Wow – the West Kowloon Cultural Hub-Zone really really wants to get into the luxury housing business. They went through all this just a few weeks ago, also loudly insisting that they don’t want to take public money. Two questions. From a financial point of view, wouldn’t it be better for museums to lease property assets to get recurrent income rather than sell it for a one-off lump sum? (Or will the proceeds be transferred to a superbly managed endowment?) And do any other government-founded non-profit cultural facilities in the world raise funds by selling up-market housing?

(A third: would it help if non-tycoons/civil servants helped head up the Hub-Zone – they might be able to think of something other than real-estate plays? As it is, WKCHZ Chair/illegal basement expert Henry Tang is calling separately for lower taxes on luxury-home sales.)

No sooner does the flooding subside than it’s back to NatSec.

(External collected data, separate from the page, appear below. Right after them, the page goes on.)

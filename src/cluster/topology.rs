//! Cluster topology: nodes, slot ranges, and key resolution.
//!
//! Topology discovery itself (querying the cluster for its slot layout) is
//! the transport side's concern; this module only models the resulting
//! slot-to-node assignment and exposes it through the [`KeyResolver`]
//! trait the transaction router consumes.

use bytes::Bytes;

use super::slot;
use crate::core::command::Cmd;

/// Identifier of a node in the cluster.
#[derive(Debug, Clone, PartialEq, Eq, PartialOrd, Ord, Hash)]
pub struct NodeId(String);

impl NodeId {
    /// Creates a node id from a string.
    pub fn new(id: impl Into<String>) -> Self {
        Self(id.into())
    }

    /// Returns the id as a string slice.
    pub fn as_str(&self) -> &str {
        &self.0
    }
}

impl From<String> for NodeId {
    fn from(s: String) -> Self {
        Self(s)
    }
}

impl From<&str> for NodeId {
    fn from(s: &str) -> Self {
        Self(s.to_string())
    }
}

impl std::fmt::Display for NodeId {
    fn fmt(&self, f: &mut std::fmt::Formatter<'_>) -> std::fmt::Result {
        write!(f, "{}", self.0)
    }
}

/// A contiguous range of slots owned by one node.
#[derive(Debug, Clone, PartialEq, Eq)]
pub struct SlotRange {
    /// First slot of the range, inclusive.
    pub start: u16,
    /// Last slot of the range, inclusive.
    pub end: u16,
    /// Node owning the range.
    pub node: NodeId,
}

impl SlotRange {
    /// Whether the given slot falls inside this range.
    pub fn contains(&self, slot: u16) -> bool {
        slot >= self.start && slot <= self.end
    }
}

/// Slot-to-node assignment for the whole cluster.
#[derive(Debug, Clone, Default)]
pub struct SlotMap {
    ranges: Vec<SlotRange>,
}

impl SlotMap {
    /// Creates an empty slot map.
    pub fn new() -> Self {
        Self::default()
    }

    /// Assigns a slot range to a node.
    pub fn assign(&mut self, start: u16, end: u16, node: impl Into<NodeId>) {
        self.ranges.push(SlotRange {
            start,
            end,
            node: node.into(),
        });
    }

    /// The node owning a slot, if any range covers it.
    pub fn node_for_slot(&self, slot: u16) -> Option<&NodeId> {
        self.ranges
            .iter()
            .find(|range| range.contains(slot))
            .map(|range| &range.node)
    }

    /// Distinct nodes in assignment order.
    pub fn nodes(&self) -> Vec<NodeId> {
        let mut nodes: Vec<NodeId> = Vec::new();
        for range in &self.ranges {
            if !nodes.contains(&range.node) {
                nodes.push(range.node.clone());
            }
        }
        nodes
    }

    /// The assigned slot ranges.
    pub fn ranges(&self) -> &[SlotRange] {
        &self.ranges
    }

    /// Whether every slot from 0 to 16383 is assigned.
    pub fn is_fully_covered(&self) -> bool {
        let mut covered = vec![false; slot::SLOT_COUNT as usize];
        for range in &self.ranges {
            for s in range.start..=range.end {
                covered[s as usize] = true;
            }
        }
        covered.iter().all(|&c| c)
    }
}

/// Resolves commands to keys, tags to slots, and slots to nodes.
///
/// The transaction router is generic over this trait so routing decisions
/// can be tested without any topology machinery behind them.
pub trait KeyResolver {
    /// The keys a command touches; empty for node-agnostic commands.
    fn keys_of(&self, cmd: &Cmd) -> Vec<Bytes>;

    /// The slot a hash tag maps to.
    fn slot_for_tag(&self, tag: &[u8]) -> u16;

    /// The node assigned to a slot, if covered.
    fn node_for_slot(&self, slot: u16) -> Option<NodeId>;
}

impl KeyResolver for SlotMap {
    fn keys_of(&self, cmd: &Cmd) -> Vec<Bytes> {
        cmd.keys()
    }

    fn slot_for_tag(&self, tag: &[u8]) -> u16 {
        slot::tag_slot(tag)
    }

    fn node_for_slot(&self, slot: u16) -> Option<NodeId> {
        SlotMap::node_for_slot(self, slot).cloned()
    }
}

Exiled Ted Hui’s parents and siblings-in-law get the ‘taken in for questioning’ treatment. (Do his in-laws even like him? I’ve no idea, but spouses’ parents are not always approving.) And a student gets six months’ prison for sedition over a plan to display a banner featuring the Pillar of Shame sculpture. (Is any portrayal of the sculpture – whose Danish creator is apparently wanted in Hong Kong – forbidden? Any planned portrayal?)

(While we’re on that subject – a quick aside on comments. Yes, they are occasionally edited for ‘national-security reasons’. And non-Twitter users can no longer view all of a thread, courtesy Elon Musk. Will bear in mind.) 

Some mid-week links…

The Conversation on Beijing’s new idea to deflect criticism of its human rights record…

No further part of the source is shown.